- **The problem**
Your output should be the lines of the entries below, exactly, from the first one through the line that holds "Replace the gradient".

-----

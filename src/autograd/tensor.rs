//! Flat parameter tensor with an accumulating gradient buffer

use ndarray::{Array1, ArrayView1};
use serde::{Deserialize, Serialize};

use crate::error::{Error, Result, Stage};

/// A named 1-D parameter buffer with an optional gradient
///
/// Gradients accumulate across backward calls until [`Tensor::zero_grad`]
/// is called, which is what gradient accumulation relies on.
#[derive(Debug, Clone, Serialize, Deserialize)]
pub struct Tensor {
    name: String,
    data: Array1<f32>,
    #[serde(skip)]
    grad: Option<Array1<f32>>,
    requires_grad: bool,
}

impl Tensor {
    /// Create a named trainable parameter
    pub fn new(name: impl Into<String>, data: Array1<f32>) -> Self {
        Self { name: name.into(), data, grad: None, requires_grad: true }
    }

    /// Create an unnamed tensor from a vector
    pub fn from_vec(data: Vec<f32>, requires_grad: bool) -> Self {
        Self { name: String::new(), data: Array1::from(data), grad: None, requires_grad }
    }

    /// Create a zero-filled tensor
    pub fn zeros(len: usize, requires_grad: bool) -> Self {
        Self { name: String::new(), data: Array1::zeros(len), grad: None, requires_grad }
    }

    /// Parameter name
    pub fn name(&self) -> &str {
        &self.name
    }

    /// Parameter values
    pub fn data(&self) -> &Array1<f32> {
        &self.data
    }

    /// Mutable parameter values
    pub fn data_mut(&mut self) -> &mut Array1<f32> {
        &mut self.data
    }

    /// Number of elements
    pub fn len(&self) -> usize {
        self.data.len()
    }

    /// Whether the tensor has no elements
    pub fn is_empty(&self) -> bool {
        self.data.is_empty()
    }

    /// Whether the optimizer should update this tensor
    pub fn requires_grad(&self) -> bool {
        self.requires_grad
    }

    /// Freeze or unfreeze the tensor
    pub fn set_requires_grad(&mut self, requires_grad: bool) {
        self.requires_grad = requires_grad;
    }

    /// Current gradient, if any backward pass has written one
    pub fn grad(&self) -> Option<&Array1<f32>> {
        self.grad.as_ref()
    }

    /// Mutable gradient buffer
    pub fn grad_mut(&mut self) -> Option<&mut Array1<f32>> {
        self.grad.as_mut()
    }

    /// Replace the gradient
    pub fn set_grad(&mut self, grad: Array1<f32>) {
        self.grad = Some(grad);
    }

    /// Add `grad` into the gradient buffer, allocating it on first use
    pub fn accumulate_grad(&mut self, grad: ArrayView1<'_, f32>) -> Result<()> {
        if grad.len() != self.data.len() {
            return Err(Error::shape(
                Stage::Forward,
                format!(
                    "gradient for '{}' has {} elements, parameter has {}",
                    self.name,
                    grad.len(),
                    self.data.len()
                ),
            ));
        }
        match self.grad.as_mut() {
            Some(buf) => *buf += &grad,
            None => self.grad = Some(grad.to_owned()),
        }
        Ok(())
    }

    /// Reset the gradient buffer to zeros, keeping its allocation
    pub fn zero_grad(&mut self) {
        if let Some(grad) = self.grad.as_mut() {
            grad.fill(0.0);
        }
    }

    /// Squared L2 norm of the gradient (0 when absent)
    pub fn grad_norm_sq(&self) -> f32 {
        self.grad.as_ref().map_or(0.0, |g| g.iter().map(|&x| x * x).sum())
    }

    /// Whether every gradient element is finite
    pub fn grad_is_finite(&self) -> bool {
        self.grad.as_ref().is_none_or(|g| g.iter().all(|x| x.is_finite()))
    }
}
//! Negative sampling for the contrastive objective

use ndarray::{Array3, Array4, ArrayView3, ArrayView4};
use rand::Rng;

use crate::error::{Error, Result, Stage};

/// Sampled negative addresses for a `(B, T)` grid of targets
///
/// Each entry is a two-level address `(sequence, offset)`: negatives are only
/// drawn from the same sequence as their target, and never from the target's
/// own time step. Entries are laid out `[b][t][n]`.
#[derive(Debug, Clone, PartialEq, Eq)]
pub struct NegativeIndices {
    batch: usize,
    time: usize,
    num_negatives: usize,
    offsets: Vec<usize>,
}

impl NegativeIndices {
    pub fn batch(&self) -> usize {
        self.batch
    }

    pub fn time(&self) -> usize {
        self.time
    }

    pub fn num_negatives(&self) -> usize {
        self.num_negatives
    }

    /// Time offset within sequence `b` of negative `n` for target `(b, t)`
    pub fn offset(&self, b: usize, t: usize, n: usize) -> usize {
        self.offsets[(b * self.time + t) * self.num_negatives + n]
    }

    /// Row in the flattened `(B * T, C)` target view
    pub fn flat_index(&self, b: usize, t: usize, n: usize) -> usize {
        b * self.time + self.offset(b, t, n)
    }

    /// Negatives of target `(b, t)`, as offsets within its sequence
    pub fn negatives_of(&self, b: usize, t: usize) -> &[usize] {
        let start = (b * self.time + t) * self.num_negatives;
        &self.offsets[start..start + self.num_negatives]
    }
}

/// Draws distractors uniformly from the other time steps of each sequence
#[derive(Debug, Clone, Copy, PartialEq, Eq)]
pub struct NegativeSampler {
    num_negatives: usize,
}

impl NegativeSampler {
    pub fn new(num_negatives: usize) -> Result<Self> {
        if num_negatives == 0 {
            return Err(Error::Config("num_negatives must be >= 1".into()));
        }
        Ok(Self { num_negatives })
    }

    pub fn num_negatives(&self) -> usize {
        self.num_negatives
    }

    /// Sample addresses for a `(batch, time)` target grid
    ///
    /// Draws from `[0, T - 1)` and shifts draws at or past the target's own
    /// index up by one, giving a uniform choice over the `T - 1` other steps.
    pub fn sample_indices<R: Rng + ?Sized>(
        &self,
        batch: usize,
        time: usize,
        rng: &mut R,
    ) -> Result<NegativeIndices> {
        if time <= 1 {
            return Err(Error::shape(
                Stage::NegativeSampling,
                format!("need at least 2 masked steps per sequence to draw negatives, got {time}"),
            ));
        }
        let high = time - 1;
        let mut offsets = Vec::with_capacity(batch * time * self.num_negatives);
        for _ in 0..batch {
            for t in 0..time {
                for _ in 0..self.num_negatives {
                    let draw = rng.random_range(0..high);
                    offsets.push(if draw >= t { draw + 1 } else { draw });
                }
            }
        }
        Ok(NegativeIndices { batch, time, num_negatives: self.num_negatives, offsets })
    }

    /// Gather negatives for `targets` of shape `(B, T, C)` into `(N, B, T, C)`
    pub fn sample<R: Rng + ?Sized>(
        &self,
        targets: ArrayView3<'_, f32>,
        rng: &mut R,
    ) -> Result<(Array4<f32>, NegativeIndices)> {
        let (batch, time, channels) = targets.dim();
        let indices = self.sample_indices(batch, time, rng)?;
        let negatives = gather_negatives(targets, &indices);
        debug_assert_eq!(negatives.dim(), (self.num_negatives, batch, time, channels));
        Ok((negatives, indices))
    }
}

/// Materialize `(N, B, T, C)` negatives from sampled addresses
pub fn gather_negatives(targets: ArrayView3<'_, f32>, indices: &NegativeIndices) -> Array4<f32> {
    let (batch, time, channels) = targets.dim();
    Array4::from_shape_fn((indices.num_negatives, batch, time, channels), |(n, b, t, c)| {
        targets[[b, indices.offset(b, t, n), c]]
    })
}

/// Fold gradients w.r.t. gathered negatives back onto their target rows
pub fn scatter_negative_grads(
    grad_negatives: ArrayView4<'_, f32>,
    indices: &NegativeIndices,
) -> Array3<f32> {
    let (num_negatives, batch, time, channels) = grad_negatives.dim();
    let mut out = Array3::<f32>::zeros((batch, time, channels));
    for n in 0..num_negatives {
        for b in 0..batch {
            for t in 0..time {
                let src = indices.offset(b, t, n);
                for c in 0..channels {
                    out[[b, src, c]] += grad_negatives[[n, b, t, c]];
                }
            }
        }
    }
    out
}
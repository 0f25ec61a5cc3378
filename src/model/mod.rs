//! Reference implementations of the model and objective contracts
//!
//! [`ReferenceModel`] is a deliberately small linear model: a frozen random
//! frame projection as the latent extractor, a windowed-average context
//! encoder with a learned mask embedding, and a linear feature projection.
//! [`InfoNce`] is a cosine-similarity contrastive loss. Together they let
//! the engine run end to end without an external network.

mod infonce;
mod reference;

pub use infonce::InfoNce;
pub use reference::{ReferenceModel, ReferenceModelConfig};
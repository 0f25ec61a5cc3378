//! Learning-rate and quantizer-temperature schedules
//!
//! Both are pure functions of the optimizer step so that a resumed run
//! picks up exactly where it stopped without any hidden scheduler state.

use serde::{Deserialize, Serialize};
use std::f32::consts::PI;

/// Learning-rate schedule keyed by optimizer step
#[derive(Debug, Clone, PartialEq, Serialize, Deserialize)]
#[serde(tag = "kind", rename_all = "snake_case")]
pub enum LrSchedule {
    /// Fixed learning rate
    Constant { lr: f32 },
    /// lr * min(1, step / warmup_steps)
    LinearWarmup { lr: f32, warmup_steps: u64 },
    /// Linear warmup to `lr_max`, then cosine decay to `lr_min` at `total_steps`
    WarmupCosine { lr_max: f32, lr_min: f32, warmup_steps: u64, total_steps: u64 },
    /// Linear warmup, then `lr * decay_factor^((step - warmup) / decay_steps)`
    WarmupExpDecay { lr: f32, warmup_steps: u64, decay_steps: u64, decay_factor: f32 },
}

impl LrSchedule {
    /// Learning rate to use after `step` optimizer updates
    pub fn lr_at(&self, step: u64) -> f32 {
        match *self {
            LrSchedule::Constant { lr } => lr,
            LrSchedule::LinearWarmup { lr, warmup_steps } => {
                lr * warmup_progress(step, warmup_steps)
            }
            LrSchedule::WarmupCosine { lr_max, lr_min, warmup_steps, total_steps } => {
                if step < warmup_steps {
                    return lr_max * warmup_progress(step, warmup_steps);
                }
                let decay_steps = total_steps.saturating_sub(warmup_steps);
                let decay_step = step - warmup_steps;
                if decay_steps == 0 || decay_step >= decay_steps {
                    return lr_min;
                }
                let progress = decay_step as f32 / decay_steps as f32;
                lr_min + (lr_max - lr_min) * 0.5 * (1.0 + (PI * progress).cos())
            }
            LrSchedule::WarmupExpDecay { lr, warmup_steps, decay_steps, decay_factor } => {
                if step < warmup_steps {
                    return lr * warmup_progress(step, warmup_steps);
                }
                let exponent = (step - warmup_steps) as f32 / decay_steps.max(1) as f32;
                (lr * decay_factor.powf(exponent)).min(lr)
            }
        }
    }

    /// Peak learning rate, used to initialize the optimizer
    pub fn peak_lr(&self) -> f32 {
        match *self {
            LrSchedule::Constant { lr }
            | LrSchedule::LinearWarmup { lr, .. }
            | LrSchedule::WarmupExpDecay { lr, .. } => lr,
            LrSchedule::WarmupCosine { lr_max, .. } => lr_max,
        }
    }
}

fn warmup_progress(step: u64, warmup_steps: u64) -> f32 {
    if warmup_steps == 0 {
        1.0
    } else {
        (step as f32 / warmup_steps as f32).min(1.0)
    }
}

impl Default for LrSchedule {
    fn default() -> Self {
        LrSchedule::WarmupExpDecay {
            lr: 5e-4,
            warmup_steps: 10_000,
            decay_steps: 390_000,
            decay_factor: 0.1,
        }
    }
}

/// Gumbel-softmax temperature annealing for the target quantizer
#[derive(Debug, Clone, Copy, PartialEq, Serialize, Deserialize)]
pub struct TemperatureSchedule {
    pub max: f32,
    pub min: f32,
    pub decay: f32,
}

impl Default for TemperatureSchedule {
    fn default() -> Self {
        Self { max: 2.0, min: 0.5, decay: 0.999_995 }
    }
}

/// `max(max_temp * decay^step, min_temp)`
pub fn gumbel_temperature(schedule: &TemperatureSchedule, step: u64) -> f32 {
    let decayed = f64::from(schedule.max) * f64::from(schedule.decay).powf(step as f64);
    (decayed as f32).max(schedule.min)
}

-----

- **Answer for the task**
filename src/autograd/tensor.rs
//! Flat parameter tensor with an accumulating gradient buffer

use ndarray::{Array1, ArrayView1};
use serde::{Deserialize, Serialize};

use crate::error::{Error, Result, Stage};

/// A named 1-D parameter buffer with an optional gradient
///
/// Gradients accumulate across backward calls until [`Tensor::zero_grad`]
/// is called, which is what gradient accumulation relies on.
#[derive(Debug, Clone, Serialize, Deserialize)]
pub struct Tensor {
    name: String,
    data: Array1<f32>,
    #[serde(skip)]
    grad: Option<Array1<f32>>,
    requires_grad: bool,
}

impl Tensor {
    /// Create a named trainable parameter
    pub fn new(name: impl Into<String>, data: Array1<f32>) -> Self {
        Self { name: name.into(), data, grad: None, requires_grad: true }
    }

    /// Create an unnamed tensor from a vector
    pub fn from_vec(data: Vec<f32>, requires_grad: bool) -> Self {
        Self { name: String::new(), data: Array1::from(data), grad: None, requires_grad }
    }

    /// Create a zero-filled tensor
    pub fn zeros(len: usize, requires_grad: bool) -> Self {
        Self { name: String::new(), data: Array1::zeros(len), grad: None, requires_grad }
    }

    /// Parameter name
    pub fn name(&self) -> &str {
        &self.name
    }

    /// Parameter values
    pub fn data(&self) -> &Array1<f32> {
        &self.data
    }

    /// Mutable parameter values
    pub fn data_mut(&mut self) -> &mut Array1<f32> {
        &mut self.data
    }

    /// Number of elements
    pub fn len(&self) -> usize {
        self.data.len()
    }

    /// Whether the tensor has no elements
    pub fn is_empty(&self) -> bool {
        self.data.is_empty()
    }

    /// Whether the optimizer should update this tensor
    pub fn requires_grad(&self) -> bool {
        self.requires_grad
    }

    /// Freeze or unfreeze the tensor
    pub fn set_requires_grad(&mut self, requires_grad: bool) {
        self.requires_grad = requires_grad;
    }

    /// Current gradient, if any backward pass has written one
    pub fn grad(&self) -> Option<&Array1<f32>> {
        self.grad.as_ref()
    }

    /// Mutable gradient buffer
    pub fn grad_mut(&mut self) -> Option<&mut Array1<f32>> {
        self.grad.as_mut()
    }

    /// Replace the gradient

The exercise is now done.